Of the 743 charts, 83 (11.2%) mentioned asthma in a diagnosis. Of those, according to the study abstract, 11 (1.5%) were classified as not asthma, 54 (7.3%) as suspected asthma, and 18 (2.4%) as confirmed asthma.

Of the 83 charts that mentioned asthma in a diagnosis, 35 (42%) had no documentation of a method used to confirm a diagnosis of asthma. Of the 54 charts classified as suspected asthma, at least one objective measure was documented in 25 (43%) of them but the results recorded were not diagnostic of asthma.

In the absence of objective confirmation of an asthma diagnosis, either because tests were not performed or results not documented, 75% of cases in a primary care practice identified as suspected or confirmed asthma were deemed suspected.
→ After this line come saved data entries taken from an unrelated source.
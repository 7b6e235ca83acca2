//! Router - picks the next step after the chat node
//!
//! Routing is a pure function of the conversation state. It looks at the
//! last message only: a tool result returns to chat, and of an AI message
//! only the first tool call counts.

use crate::agent::graph::Node;
use crate::agent::state::ConversationState;
use crate::agent::AgentKind;
use crate::core::Message;
use crate::tools::{
    ADD_FOODS, ADD_LICENSES, SEARCH_FOR_FOOD, SEARCH_FOR_LICENSES, SEARCH_FOR_SUMMARY,
};

/// Where the run goes next
#[derive(Debug, Clone, Copy, PartialEq, Eq)]
pub enum Step {
    Node(Node),
    /// Terminate the run
    End,
}

impl Step {
    pub fn node(self) -> Option<Node> {
        match self {
            Step::Node(node) => Some(node),
            Step::End => None,
        }
    }
}

/// Static tool name to step table of one agent
#[derive(Debug, Clone)]
pub struct RouteTable {
    routes: &'static [(&'static str, Step)],
    /// Step for tool calls the table does not name
    fallback: Step,
}

const FOOD_ROUTES: &[(&str, Step)] = &[
    (ADD_FOODS, Step::Node(Node::Propose)),
    (SEARCH_FOR_FOOD, Step::Node(Node::Search)),
    (SEARCH_FOR_SUMMARY, Step::Node(Node::Summary)),
];

const LICENSE_ROUTES: &[(&str, Step)] = &[
    (ADD_LICENSES, Step::Node(Node::Propose)),
    (SEARCH_FOR_LICENSES, Step::Node(Node::Search)),
];

impl RouteTable {
    pub fn for_agent(agent: AgentKind) -> Self {
        match agent {
            AgentKind::Food => Self {
                routes: FOOD_ROUTES,
                fallback: Step::End,
            },
            // the chat node answers unknown calls before asking the model again
            AgentKind::License => Self {
                routes: LICENSE_ROUTES,
                fallback: Step::Node(Node::Chat),
            },
        }
    }

    pub fn lookup(&self, tool: &str) -> Step {
        self.routes
            .iter()
            .find(|(name, _)| *name == tool)
            .map(|(_, step)| *step)
            .unwrap_or(self.fallback)
    }

    pub fn fallback(&self) -> Step {
        self.fallback
    }

    /// Every step this table can produce
    pub fn targets(&self) -> impl Iterator<Item = Step> + '_ {
        self.routes
            .iter()
            .map(|(_, step)| *step)
            .chain(std::iter::once(self.fallback))
    }
}

/// Decide the next step from the last message of the conversation.
///
/// A tool result always goes back to chat so the model can react to it.
pub fn route(state: &ConversationState) -> Step {
    match state.last_message() {
        Some(Message::Tool { .. }) => Step::Node(Node::Chat),
        Some(message) => match message.tool_calls().first() {
            Some(call) => RouteTable::for_agent(state.agent).lookup(&call.name),
            None => Step::End,
        },
        None => Step::End,
    }
}

#[cfg(test)]
mod tests {
    use super::*;
    use crate::agent::state::SessionContext;
    use crate::core::ToolCall;
    use crate::tools::ToolRegistry;
    use serde_json::json;

    fn state_with(agent: AgentKind, messages: Vec<Message>) -> ConversationState {
        let mut state = ConversationState::new("t", agent, SessionContext::new("e", "u"));
        for message in messages {
            state.append(message).unwrap();
        }
        state
    }

    fn calls(names: &[&str]) -> Message {
        Message::ai_with_tools(
            "",
            names
                .iter()
                .enumerate()
                .map(|(i, n)| ToolCall::new(*n, json!({}), format!("c{}", i)))
                .collect(),
        )
    }

    #[test]
    fn test_food_routes() {
        let cases = [
            (ADD_FOODS, Step::Node(Node::Propose)),
            (SEARCH_FOR_FOOD, Step::Node(Node::Search)),
            (SEARCH_FOR_SUMMARY, Step::Node(Node::Summary)),
            ("book_venue", Step::End),
        ];
        for (tool, expected) in cases {
            let state = state_with(AgentKind::Food, vec![calls(&[tool])]);
            assert_eq!(route(&state), expected, "tool {}", tool);
        }
    }

    #[test]
    fn test_license_routes() {
        let cases = [
            (ADD_LICENSES, Step::Node(Node::Propose)),
            (SEARCH_FOR_LICENSES, Step::Node(Node::Search)),
            (SEARCH_FOR_SUMMARY, Step::Node(Node::Chat)),
        ];
        for (tool, expected) in cases {
            let state = state_with(AgentKind::License, vec![calls(&[tool])]);
            assert_eq!(route(&state), expected, "tool {}", tool);
        }
    }

    #[test]
    fn test_plain_reply_ends() {
        for agent in AgentKind::ALL {
            let state = state_with(agent, vec![Message::human("hi"), Message::ai("hello")]);
            assert_eq!(route(&state), Step::End);
            assert_eq!(route(&state_with(agent, vec![])), Step::End);
        }
    }

    #[test]
    fn test_tool_result_last_goes_to_chat() {
        let cases = [
            (AgentKind::Food, SEARCH_FOR_FOOD),
            (AgentKind::License, SEARCH_FOR_LICENSES),
        ];
        for (agent, tool) in cases {
            let mut state = state_with(agent, vec![calls(&[tool])]);
            state.append(Message::tool_result("c0", "[]")).unwrap();
            assert_eq!(route(&state), Step::Node(Node::Chat), "{} agent", agent);
        }
    }

    #[test]
    fn test_only_first_call_routes() {
        let state = state_with(AgentKind::Food, vec![calls(&[ADD_FOODS, SEARCH_FOR_FOOD])]);
        assert_eq!(route(&state), Step::Node(Node::Propose));
    }

    #[test]
    fn test_route_is_pure() {
        let state = state_with(AgentKind::Food, vec![calls(&[SEARCH_FOR_FOOD])]);
        let before = state.clone();
        assert_eq!(route(&state), route(&state));
        assert_eq!(state, before);
    }

    #[test]
    fn test_every_declared_tool_is_routed() {
        let registry = ToolRegistry::new();
        for agent in AgentKind::ALL {
            let table = RouteTable::for_agent(agent);
            for tool in registry.tools_for(agent) {
                assert_ne!(
                    table.lookup(tool.definition.name()),
                    table.fallback(),
                    "{} has no route",
                    tool.definition.name()
                );
            }
        }
    }
}
//! Summary node - analytics over the persisted menu

use crate::agent::nodes::{current_call, NodeContext};
use crate::agent::state::ConversationState;
use crate::agent::AgentKind;
use crate::core::{EventflowError, Message, Result};
use crate::domain::Analytics;
use crate::store::{Filter, FOOD_COLLECTION};

/// Read the event's menu and answer with its analytics.
///
/// Reads only; running it twice over the same menu gives the same answer.
pub async fn summary_node(ctx: &NodeContext, state: &mut ConversationState) -> Result<()> {
    if state.agent != AgentKind::Food {
        return Err(EventflowError::protocol(format!(
            "the {} agent has no summary",
            state.agent
        )));
    }
    let call = current_call(state, "summary_node")?;

    let filter = Filter::eq("event_id", state.session.event_id.clone());
    let content = match ctx.store.find_one(FOOD_COLLECTION, &filter).await {
        Ok(document) => {
            let items = document
                .as_ref()
                .and_then(|d| d.get("menu_items"))
                .and_then(|v| v.as_array())
                .cloned()
                .unwrap_or_default();
            let analytics = Analytics::from_menu_items(&items);
            let content = serde_json::to_string(&analytics)?;
            state.analytics = Some(analytics);
            content
        }
        Err(e) => {
            tracing::warn!(event = %state.session.event_id, error = %e, "menu summary failed");
            format!("Failed to summarize the menu: {}", e)
        }
    };

    ctx.append(state, Message::tool_result(&call.call_id, content))?;
    ctx.feed.emit_state(state);
    Ok(())
}
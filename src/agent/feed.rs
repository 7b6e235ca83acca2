//! State feed
//!
//! Fire-and-forget stream of state snapshots and messages for UI clients.
//! Delivery failures are logged and never abort a run.

use std::sync::Arc;

use serde::Serialize;
use futures::Stream;
use tokio::sync::broadcast;
use tokio_stream::wrappers::BroadcastStream;
use tokio_stream::StreamExt;

use crate::agent::state::ConversationState;
use crate::core::{Message, Result};

/// An event published while a run executes
#[derive(Debug, Clone, PartialEq, Serialize)]
#[serde(tag = "event", rename_all = "snake_case")]
pub enum FeedEvent {
    /// Full snapshot of a conversation
    State(ConversationState),
    /// A message produced by a node
    Message { thread_id: String, message: Message },
    /// The run suspended waiting for approval
    Interrupted { thread_id: String, node: String },
}

impl FeedEvent {
    pub fn thread_id(&self) -> &str {
        match self {
            FeedEvent::State(state) => &state.thread_id,
            FeedEvent::Message { thread_id, .. } | FeedEvent::Interrupted { thread_id, .. } => {
                thread_id
            }
        }
    }
}

/// A sink for feed events
pub trait StateSubscriber: Send + Sync {
    fn emit(&self, event: &FeedEvent) -> Result<()>;
}

/// Publishes feed events to broadcast receivers and registered subscribers
#[derive(Clone)]
pub struct StateFeed {
    sender: broadcast::Sender<FeedEvent>,
    subscribers: Vec<Arc<dyn StateSubscriber>>,
}

impl StateFeed {
    /// Receivers lagging more than `capacity` events lose the oldest ones
    pub fn new(capacity: usize) -> Self {
        let (sender, _) = broadcast::channel(capacity.max(1));
        Self {
            sender,
            subscribers: Vec::new(),
        }
    }

    pub fn with_subscriber(mut self, subscriber: Arc<dyn StateSubscriber>) -> Self {
        self.subscribers.push(subscriber);
        self
    }

    pub fn subscribe(&self) -> broadcast::Receiver<FeedEvent> {
        self.sender.subscribe()
    }

    /// Events for one thread as a stream; lagged events are skipped
    pub fn stream(&self, thread_id: impl Into<String>) -> impl Stream<Item = FeedEvent> {
        let thread_id = thread_id.into();
        BroadcastStream::new(self.sender.subscribe()).filter_map(move |event| match event {
            Ok(event) if event.thread_id() == thread_id => Some(event),
            Ok(_) => None,
            Err(e) => {
                tracing::debug!(error = %e, "state feed receiver lagged");
                None
            }
        })
    }

    pub fn publish(&self, event: FeedEvent) {
        for subscriber in &self.subscribers {
            if let Err(e) = subscriber.emit(&event) {
                tracing::warn!(thread = event.thread_id(), error = %e, "state subscriber failed");
            }
        }
        // no receivers is fine
        let _ = self.sender.send(event);
    }

    pub fn emit_state(&self, state: &ConversationState) {
        self.publish(FeedEvent::State(state.clone()));
    }

    pub fn emit_message(&self, state: &ConversationState, message: &Message) {
        self.publish(FeedEvent::Message {
            thread_id: state.thread_id.clone(),
            message: message.clone(),
        });
    }
}

impl Default for StateFeed {
    fn default() -> Self {
        Self::new(64)
    }
}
The authors emphasize in their conclusion that diagnostic accuracy and patient outcomes could be improved by incorporating elements and algorithms into EHRs that identify suspected but unconfirmed asthma, prompting additional assessment. Surveillance systems designed for benchmarking and QI, they add, should be designed to make that differentiation.


Reference: Moloney M, Barber D, Morra A, et al. Determining the prevalence of asthma in a primary care EMR: suspected or confirmed? Am J Resp Crit Care Med. 2022;205.